A warning fix should not increase the storage size on the target. The
Ready member is a flexible array those size is defined by the
application configuration. This approach is used in several places. The
declaration should be actually:
Chain_Control Ready[ RTEMS_ZERO_LENGTH_ARRAY ];
The change to [1] was from a gcc documentation recommendation. Per
6.18 Arrays of Length Zero in the info installed with our GCC version, [0]
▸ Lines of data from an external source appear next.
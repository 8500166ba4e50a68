use std::fmt::Write;

use anyhow::Result;

use super::escape::{quote, Lang};
use super::{credentials, proxy_address, reject_multipart, unsupported, Target};
use crate::http::Request;

fn rb(s: &str) -> String {
    quote(s, Lang::Ruby)
}

fn request_class(method: &str) -> Option<&'static str> {
    Some(match method {
        "GET" => "Get",
        "POST" => "Post",
        "PUT" => "Put",
        "PATCH" => "Patch",
        "DELETE" => "Delete",
        "HEAD" => "Head",
        "OPTIONS" => "Options",
        _ => return None,
    })
}

pub fn net_http(r: &Request) -> Result<String> {
    reject_multipart(r, Target::RubyNetHttp)?;
    let creds = credentials(r);
    if creds.as_ref().is_some_and(|c| c.digest) {
        return Err(unsupported(Target::RubyNetHttp, "digest auth"));
    }
    let o = &r.options;

    let mut out = String::new();
    writeln!(out, "require \"net/http\"")?;
    if o.insecure {
        writeln!(out, "require \"openssl\"")?;
    }
    writeln!(out, "require \"uri\"")?;
    writeln!(out)?;
    writeln!(out, "uri = URI({})", rb(&r.full_url()))?;
    match request_class(&r.method) {
        Some(class) => writeln!(out, "request = Net::HTTP::{class}.new(uri)")?,
        None => writeln!(
            out,
            "request = Net::HTTPGenericRequest.new({}, {}, true, uri)",
            rb(&r.method),
            r.body.is_some()
        )?,
    }
    for (name, value) in r.header_map(true) {
        writeln!(out, "request[{}] = {}", rb(&name), rb(&value))?;
    }
    if let Some(c) = &creds {
        writeln!(out, "request.basic_auth({}, {})", rb(c.username), rb(c.password))?;
    }
    if let Some(text) = r.body_text() {
        writeln!(out, "request.body = {}", rb(&text))?;
    }
    writeln!(out)?;

    let mut options = vec!["use_ssl: uri.scheme == \"https\"".to_string()];
    if o.insecure {
        options.push("verify_mode: OpenSSL::SSL::VERIFY_NONE".to_string());
    }
    if let Some(t) = o.timeout {
        options.push(format!("read_timeout: {t}"));
    }
    if let Some(t) = o.connect_timeout {
        options.push(format!("open_timeout: {t}"));
    }
    writeln!(out, "options = {{")?;
    for option in &options {
        writeln!(out, "  {option},")?;
    }
    writeln!(out, "}}")?;
    writeln!(out)?;

    let proxy = o.proxy.as_deref().and_then(proxy_address).filter(|(_, _, socks)| !socks);
    match proxy {
        Some((host, port, _)) => writeln!(
            out,
            "response = Net::HTTP.start(uri.hostname, uri.port, {}, {port}, options) do |http|",
            rb(&host)
        )?,
        None => writeln!(
            out,
            "response = Net::HTTP.start(uri.hostname, uri.port, options) do |http|"
        )?,
    }
    writeln!(out, "  http.request(request)")?;
    writeln!(out, "end")?;
    writeln!(out)?;
    write!(out, "puts response.body")?;
    Ok(out)
}
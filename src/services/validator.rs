use serde_json::Value;

use crate::{
    error::AppError,
    message::{ChatRequest, Depth, FormatOverrides, ResponseFormat, Tone},
};

pub const MESSAGE_REQUIRED: &str = "Message is required";
pub const INVALID_FORMAT: &str = "Invalid request format";

/// A request that passed validation, ready to be sent to the provider.
#[derive(Debug, Clone, PartialEq)]
pub struct ValidatedRequest {
    pub message: String,
    pub format: FormatConfig,
}

/// Formatting options after merging the caller's overrides with defaults.
#[derive(Debug, Default, Clone, Copy, PartialEq, Eq)]
pub struct FormatConfig {
    pub format: ResponseFormat,
    pub depth: Depth,
    pub tone: Tone,
}

impl FormatConfig {
    pub fn merged(overrides: Option<&FormatOverrides>) -> Self {
        let defaults = Self::default();
        match overrides {
            Some(o) => Self {
                format: o.format.unwrap_or(defaults.format),
                depth: o.depth.unwrap_or(defaults.depth),
                tone: o.tone.unwrap_or(defaults.tone),
            },
            None => defaults,
        }
    }

    /// Formatting guidance appended to the system instruction.
    pub fn instructions(&self) -> String {
        let format = match self.format {
            ResponseFormat::Markdown => "Format the answer in Markdown.",
            ResponseFormat::Plain => "Answer in plain text without Markdown.",
        };
        let depth = match self.depth {
            Depth::Detailed => "Give a detailed, well structured answer.",
            Depth::Concise => "Keep the answer concise.",
        };
        let tone = match self.tone {
            Tone::Formal => "Use a formal tone.",
            Tone::Informal => "Use a friendly, informal tone.",
        };
        format!("{format} {depth} {tone}")
    }
}

/// Parse the raw body and check it before any outbound call is made.
pub fn parse_and_validate(body: &[u8]) -> Result<ValidatedRequest, AppError> {
    let invalid = || AppError::Validation(INVALID_FORMAT.to_string());

    // Only a JSON object is a request, never an array.
    let value: Value = serde_json::from_slice(body).map_err(|_| invalid())?;
    if !value.is_object() {
        return Err(invalid());
    }

    let request: ChatRequest = serde_json::from_value(value).map_err(|_| invalid())?;
    validate(&request)
}

pub fn validate(request: &ChatRequest) -> Result<ValidatedRequest, AppError> {
    let message = request
        .message
        .as_deref()
        .map(str::trim)
        .filter(|m| !m.is_empty())
        .ok_or_else(|| AppError::Validation(MESSAGE_REQUIRED.to_string()))?;

    Ok(ValidatedRequest {
        message: compose_message(message, request.theme.as_deref()),
        format: FormatConfig::merged(request.config.as_ref()),
    })
}

/// Append the theme qualifier, if any, to the query: `"<query> [Theme: <theme>]"`.
pub fn compose_message(query: &str, theme: Option<&str>) -> String {
    let query = query.trim();
    match theme.map(str::trim).filter(|t| !t.is_empty()) {
        Some(theme) => format!("{query} [Theme: {theme}]"),
        None => query.to_string(),
    }
}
is a GNU extension and [1] is the C90 way to do it. We should not be using
a GNU extension.
In code which uses this construct (whether 0 or 1), if done in headers,
we can't assume users will compile with the array-bounds and/or
-Wzero-length-bounds disabled. If the warning is triggered in a header,
then it should be bracketed with the macros to disable the warning
temporarily.
I can see why the compiler does not like `[0]`. Why waste time and effort
managing a variable that has no size? It looks like a coding convenience the
compiler is now warning about. I see no point fighting the compiler.
The [0] was used sometimes in RTEMS for arrays with a flexible size. The
[0] is a GNU extensions.
We introduced RTEMS_ZERO_LENGTH_ARRAY to work with flexible array
members and not using this define for Scheduler_priority_Context was an
oversight.
Sebastian, where does making it 1 effect the code or target data size?
The scheduler context is statically initialized using:
#define RTEMS_SCHEDULER_PRIORITY( name, prio_count ) \
static struct { \
Scheduler_priority_Context Base; \
Chain_Control Ready[ ( prio_count ) ]; \
} SCHEDULER_PRIORITY_CONTEXT_NAME( name )
The number of supported priority levels depends on the application
configuration.
This approach uses another GNU extension if flexible array members are
used in "Base", since in this case the flexible array member is not the
last member of struct SCHEDULER_PRIORITY_CONTEXT_NAME( name ).
Do we have more cases of this that need to be considered?
Yes, basically everything which uses [0] in a structure definition or
RTEMS_ZERO_LENGTH_ARRAY.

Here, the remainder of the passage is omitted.